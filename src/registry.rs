// agentd - Command Registry
// Copyright 2026 Joseph Stone - All Rights Reserved
//
// Resolves (context id, command name) to a fresh Command.
// The server only sees the Registry trait; ContextRegistry is the
// agent-side implementation that tracks which hook contexts are live.

use crate::cmd::Command;
use anyhow::{anyhow, bail, Result};
use chrono::{DateTime, Utc};
use serde::{Deserialize, Serialize};
use std::collections::{BTreeMap, HashMap};
use std::sync::{Arc, Mutex, MutexGuard, PoisonError};

const MAX_FAILURES: usize = 50;

/// Source of commands for the hook-tool server.
pub trait Registry: Send + Sync {
    fn resolve(&self, context_id: &str, command_name: &str) -> Result<Box<dyn Command>>;
}

impl<F> Registry for F
where
    F: Fn(&str, &str) -> Result<Box<dyn Command>> + Send + Sync,
{
    fn resolve(&self, context_id: &str, command_name: &str) -> Result<Box<dyn Command>> {
        self(context_id, command_name)
    }
}

pub type Constructor = Arc<dyn Fn() -> Box<dyn Command> + Send + Sync>;

/// Hook tools an agent can serve, by name.
#[derive(Clone, Default)]
pub struct ToolSet {
    tools: BTreeMap<String, Constructor>,
}

impl ToolSet {
    pub fn new() -> Self {
        Self::default()
    }

    pub fn register<F>(&mut self, name: &str, constructor: F)
    where
        F: Fn() -> Box<dyn Command> + Send + Sync + 'static,
    {
        self.tools.insert(name.to_string(), Arc::new(constructor));
    }

    pub fn names(&self) -> Vec<String> {
        self.tools.keys().cloned().collect()
    }

    fn get(&self, name: &str) -> Option<&Constructor> {
        self.tools.get(name)
    }
}

/// Record of one live hook context.
#[derive(Debug, Clone, Serialize, Deserialize)]
pub struct HookContext {
    pub id: String,
    /// Agent tag the context runs under, e.g. `unit-wordpress-0`
    pub owner: String,
    pub opened: DateTime<Utc>,
    pub invocations: u64,
    pub last_command: Option<String>,
    pub last_invocation: Option<DateTime<Utc>>,
    pub failures: Vec<FailureEntry>,
}

#[derive(Debug, Clone, Serialize, Deserialize)]
pub struct FailureEntry {
    pub timestamp: DateTime<Utc>,
    pub command: String,
    pub error: String,
}

impl HookContext {
    pub fn new(id: &str, owner: &str) -> Self {
        Self {
            id: id.to_string(),
            owner: owner.to_string(),
            opened: Utc::now(),
            invocations: 0,
            last_command: None,
            last_invocation: None,
            failures: Vec::new(),
        }
    }

    fn record_invocation(&mut self, command: &str) {
        self.invocations += 1;
        self.last_command = Some(command.to_string());
        self.last_invocation = Some(Utc::now());
    }

    fn record_failure(&mut self, command: &str, error: &str) {
        self.failures.push(FailureEntry {
            timestamp: Utc::now(),
            command: command.to_string(),
            error: error.to_string(),
        });
        if self.failures.len() > MAX_FAILURES {
            self.failures.remove(0);
        }
    }
}

/// Registry that only serves contexts explicitly opened by the agent.
pub struct ContextRegistry {
    tools: ToolSet,
    contexts: Mutex<HashMap<String, HookContext>>,
}

impl ContextRegistry {
    pub fn new(tools: ToolSet) -> Self {
        Self {
            tools,
            contexts: Mutex::new(HashMap::new()),
        }
    }

    fn contexts(&self) -> MutexGuard<'_, HashMap<String, HookContext>> {
        self.contexts.lock().unwrap_or_else(PoisonError::into_inner)
    }

    /// Start accepting invocations for `id`.
    pub fn open(&self, id: &str, owner: &str) -> Result<()> {
        let mut contexts = self.contexts();
        if contexts.contains_key(id) {
            bail!("context already open: {}", id);
        }
        contexts.insert(id.to_string(), HookContext::new(id, owner));
        log::debug!("hook context {} opened for {}", id, owner);
        Ok(())
    }

    /// Stop accepting invocations for `id`, returning its final record.
    pub fn close(&self, id: &str) -> Option<HookContext> {
        let closed = self.contexts().remove(id);
        if let Some(ctx) = &closed {
            log::debug!("hook context {} closed after {} invocations", id, ctx.invocations);
        }
        closed
    }

    pub fn snapshot(&self, id: &str) -> Option<HookContext> {
        self.contexts().get(id).cloned()
    }

    pub fn tool_names(&self) -> Vec<String> {
        self.tools.names()
    }
}

impl Registry for ContextRegistry {
    fn resolve(&self, context_id: &str, command_name: &str) -> Result<Box<dyn Command>> {
        let constructor = {
            let mut contexts = self.contexts();
            let ctx = contexts
                .get_mut(context_id)
                .ok_or_else(|| anyhow!("unknown context: {}", context_id))?;
            match self.tools.get(command_name) {
                Some(constructor) => {
                    ctx.record_invocation(command_name);
                    Arc::clone(constructor)
                }
                None => {
                    let msg = format!("unknown command: {}", command_name);
                    ctx.record_failure(command_name, &msg);
                    bail!(msg);
                }
            }
        };
        Ok(constructor())
    }
}

// ============================================================================
// TESTS
// ============================================================================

◇ ◇ ◇

__WHAT IS EXPECTED__.
An exact copy of the listing above is what is wanted.

__EXERCISE RESPONSE__.
filename src/registry.rs
// agentd - Command Registry
// Copyright 2026 Joseph Stone - All Rights Reserved
//
// Resolves (context id, command name) to a fresh Command.
// The server only sees the Registry trait; ContextRegistry is the
// agent-side implementation that tracks which hook contexts are live.

use crate::cmd::Command;
use anyhow::{anyhow, bail, Result};
use chrono::{DateTime, Utc};
use serde::{Deserialize, Serialize};
use std::collections::{BTreeMap, HashMap};
use std::sync::{Arc, Mutex, MutexGuard, PoisonError};

const MAX_FAILURES: usize = 50;

/// Source of commands for the hook-tool server.
pub trait Registry: Send + Sync {
    fn resolve(&self, context_id: &str, command_name: &str) -> Result<Box<dyn Command>>;
}

impl<F> Registry for F
where
    F: Fn(&str, &str) -> Result<Box<dyn Command>> + Send + Sync,
{
    fn resolve(&self, context_id: &str, command_name: &str) -> Result<Box<dyn Command>> {
        self(context_id, command_name)
    }
}

pub type Constructor = Arc<dyn Fn() -> Box<dyn Command> + Send + Sync>;

/// Hook tools an agent can serve, by name.
#[derive(Clone, Default)]
pub struct ToolSet {
    tools: BTreeMap<String, Constructor>,
}

impl ToolSet {
    pub fn new() -> Self {
        Self::default()
    }

    pub fn register<F>(&mut self, name: &str, constructor: F)
    where
        F: Fn() -> Box<dyn Command> + Send + Sync + 'static,
    {
        self.tools.insert(name.to_string(), Arc::new(constructor));
    }

    pub fn names(&self) -> Vec<String> {
        self.tools.keys().cloned().collect()
    }

    fn get(&self, name: &str) -> Option<&Constructor> {
        self.tools.get(name)
    }
}

/// Record of one live hook context.
#[derive(Debug, Clone, Serialize, Deserialize)]
pub struct HookContext {
    pub id: String,
    /// Agent tag the context runs under, e.g. `unit-wordpress-0`
    pub owner: String,
    pub opened: DateTime<Utc>,
    pub invocations: u64,
    pub last_command: Option<String>,
    pub last_invocation: Option<DateTime<Utc>>,
    pub failures: Vec<FailureEntry>,
}

#[derive(Debug, Clone, Serialize, Deserialize)]
pub struct FailureEntry {
    pub timestamp: DateTime<Utc>,
    pub command: String,
    pub error: String,
}

impl HookContext {
    pub fn new(id: &str, owner: &str) -> Self {
        Self {
            id: id.to_string(),
            owner: owner.to_string(),
            opened: Utc::now(),
            invocations: 0,
            last_command: None,
            last_invocation: None,
            failures: Vec::new(),
        }
    }

    fn record_invocation(&mut self, command: &str) {
        self.invocations += 1;
        self.last_command = Some(command.to_string());
        self.last_invocation = Some(Utc::now());
    }

    fn record_failure(&mut self, command: &str, error: &str) {
        self.failures.push(FailureEntry {
            timestamp: Utc::now(),
            command: command.to_string(),
            error: error.to_string(),
        });
        if self.failures.len() > MAX_FAILURES {
            self.failures.remove(0);
        }
    }
}

/// Registry that only serves contexts explicitly opened by the agent.
pub struct ContextRegistry {
    tools: ToolSet,
    contexts: Mutex<HashMap<String, HookContext>>,
}

impl ContextRegistry {
    pub fn new(tools: ToolSet) -> Self {
        Self {
            tools,
            contexts: Mutex::new(HashMap::new()),
        }
    }

    fn contexts(&self) -> MutexGuard<'_, HashMap<String, HookContext>> {
        self.contexts.lock().unwrap_or_else(PoisonError::into_inner)
    }

    /// Start accepting invocations for `id`.
    pub fn open(&self, id: &str, owner: &str) -> Result<()> {
        let mut contexts = self.contexts();
        if contexts.contains_key(id) {
            bail!("context already open: {}", id);
        }
        contexts.insert(id.to_string(), HookContext::new(id, owner));
        log::debug!("hook context {} opened for {}", id, owner);
        Ok(())
    }

    /// Stop accepting invocations for `id`, returning its final record.
    pub fn close(&self, id: &str) -> Option<HookContext> {
        let closed = self.contexts().remove(id);
        if let Some(ctx) = &closed {
            log::debug!("hook context {} closed after {} invocations", id, ctx.invocations);
        }
        closed
    }

    pub fn snapshot(&self, id: &str) -> Option<HookContext> {
        self.contexts().get(id).cloned()
    }

    pub fn tool_names(&self) -> Vec<String> {
        self.tools.names()
    }
}

impl Registry for ContextRegistry {
    fn resolve(&self, context_id: &str, command_name: &str) -> Result<Box<dyn Command>> {
        let constructor = {
            let mut contexts = self.contexts();
            let ctx = contexts
                .get_mut(context_id)
                .ok_or_else(|| anyhow!("unknown context: {}", context_id))?;
            match self.tools.get(command_name) {
                Some(constructor) => {
                    ctx.record_invocation(command_name);
                    Arc::clone(constructor)
                }
                None => {
                    let msg = format!("unknown command: {}", command_name);
                    ctx.record_failure(command_name, &msg);
                    bail!(msg);
                }
            }
        };
        Ok(constructor())
    }
}

// ============================================================================
// TESTS
// ============================================================================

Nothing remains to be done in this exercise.